Still not the whole cake. Anthony Upton/PA

For British gay rights campaigners, 2014 is becoming a year to remember. England and Wales will join the small club of nations that allow same-sex couples to marry; meanwhile, the Sochi winter Olympics have sparked global outrage against Russian homophobia. Surely reasons to celebrate?

Not according to two Yale Law professors. In a Washington Post opinion piece, Ian Ayres and William Eskridge blast American hypocrisy over Russia’s anti-gay legislation, highlighting eight US states that maintain laws against “promoting” homosexuality. Similar cries of Western hypocrisy have surfaced in the Guardian and The Spectator.

Ayres and Eskridge are right to debunk tidy distinctions between “the West” and “the rest”. In France last year, hostile right wing groups dispelled any illusions about tolerance when they turned same-sex marriage into the symbol for everything wrong with Europe today.

Meanwhile, bullying is behind a disproportionately high number of gay teen suicides in Britain and other Western European countries.
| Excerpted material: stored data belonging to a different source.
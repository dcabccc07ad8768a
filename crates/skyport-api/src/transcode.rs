use serde_json::{Map, Value};

/// The legacy `/v0.1/public/codepush/...` routes speak snake_case; the rest
/// of the surface speaks camelCase (spec §6, §9). Rather than keep two
/// wire types per endpoint, both routes share one handler and run requests
/// and responses through this recursive key transcoder.

pub fn camel_to_snake(input: &str) -> String {
    let chars: Vec<char> = input.chars().collect();
    let mut out = String::with_capacity(chars.len() + 4);
    for (i, &c) in chars.iter().enumerate() {
        if c.is_ascii_uppercase() {
            let prev_is_lower_or_digit = i > 0 && (chars[i - 1].is_lowercase() || chars[i - 1].is_ascii_digit());
            let next_starts_new_word = i > 0 && chars.get(i + 1).is_some_and(|n| n.is_lowercase());
            if prev_is_lower_or_digit || (next_starts_new_word && chars[i - 1].is_ascii_uppercase()) {
                out.push('_');
            }
            out.push(c.to_ascii_lowercase());
        } else {
            out.push(c);
        }
    }
    out
}

pub fn snake_to_camel(input: &str) -> String {
    let mut out = String::with_capacity(input.len());
    let mut upper_next = false;
    for c in input.chars() {
        if c == '_' {
            upper_next = true;
            continue;
        }
        if upper_next {
            out.extend(c.to_uppercase());
            upper_next = false;
        } else {
            out.push(c);
        }
    }
    out
}

fn transcode(value: Value, convert: &impl Fn(&str) -> String) -> Value {
    match value {
        Value::Object(map) => {
            let mut out = Map::with_capacity(map.len());
            for (key, v) in map {
                out.insert(convert(&key), transcode(v, convert));
            }
            Value::Object(out)
        }
        Value::Array(items) => Value::Array(items.into_iter().map(|v| transcode(v, convert)).collect()),
        other => other,
    }
}

/// Recursively rewrites every object key from camelCase to snake_case.
pub fn to_snake_case(value: Value) -> Value {
    transcode(value, &|k| camel_to_snake(k))
}

/// Recursively rewrites every object key from snake_case to camelCase.
pub fn to_camel_case(value: Value) -> Value {
    transcode(value, &|k| snake_to_camel(k))
}

#[cfg(test)]
mod tests {
    use super::*;
    use serde_json::json;

    #[test]
    fn camel_to_snake_converts_words() {
        assert_eq!(camel_to_snake("deploymentKey"), "deployment_key");
        assert_eq!(camel_to_snake("clientUniqueId"), "client_unique_id");
        assert_eq!(camel_to_snake("appVersion"), "app_version");
    }

    #[test]
    fn snake_to_camel_converts_words() {
        assert_eq!(snake_to_camel("deployment_key"), "deploymentKey");
        assert_eq!(snake_to_camel("client_unique_id"), "clientUniqueId");
    }

    #[test]
    fn round_trips_through_both_directions() {
        assert_eq!(snake_to_camel(&camel_to_snake("isMandatory")), "isMandatory");
    }

    #[test]
    fn transcodes_nested_objects_and_arrays() {
        let value = json!({
            "updateInfo": {
                "isAvailable": true,
                "downloadURL": "http://example.com",
            },
            "items": [{"packageHash": "abc"}],
        });
        let snaked = to_snake_case(value);
        assert_eq!(snaked["update_info"]["is_available"], true);
        assert_eq!(snaked["items"][0]["package_hash"], "abc");
    }
}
But there’s a problem with Ayres and Eskridge’s argument. If we want to compare Russia with the West, it’s not enough merely to draw up checklists of our respective laws. Far more important are the cultural contexts in which those laws operate.

Throughout Central and Eastern Europe, anti-gay violence is soaring hand-in-hand with anti-Semitism, anti-Roma brutality, and Nazi-type militancy. These minorities are tarred with old accusations of undermining the nation, contaminating it with “foreign” influences. The victims live in fear of both public and private violence.

One common view in the West is that these are just the “growing pains” of new democracies. But many Eastern Europeans roll their eyes at such condescension. More than two decades after the fall of the Soviet Union, their officials use that same tired excuse to mask endemic corruption and incompetence.

Ayres and Eskridge rightly warn that gay communities in Texas or Alabama are unlikely to live any time soon without prejudice. On the whole, however, rights are progressing in the West in ways far beyond the reach of sexual minorities in Russia, Nigeria, India, Uganda or Iran. If we had to choose a city to launch the next same-sex marriage campaign, I suspect even Bible-thumping Dallas would win out over Vladimir Putin’s Moscow.

Yes, we must certainly guard against hypocrisy. The West is indeed far from perfect. But those shortcomings should not become excuses to ignore, or withhold help for vulnerable minorities in the rest of the world who are reaching out for solidarity.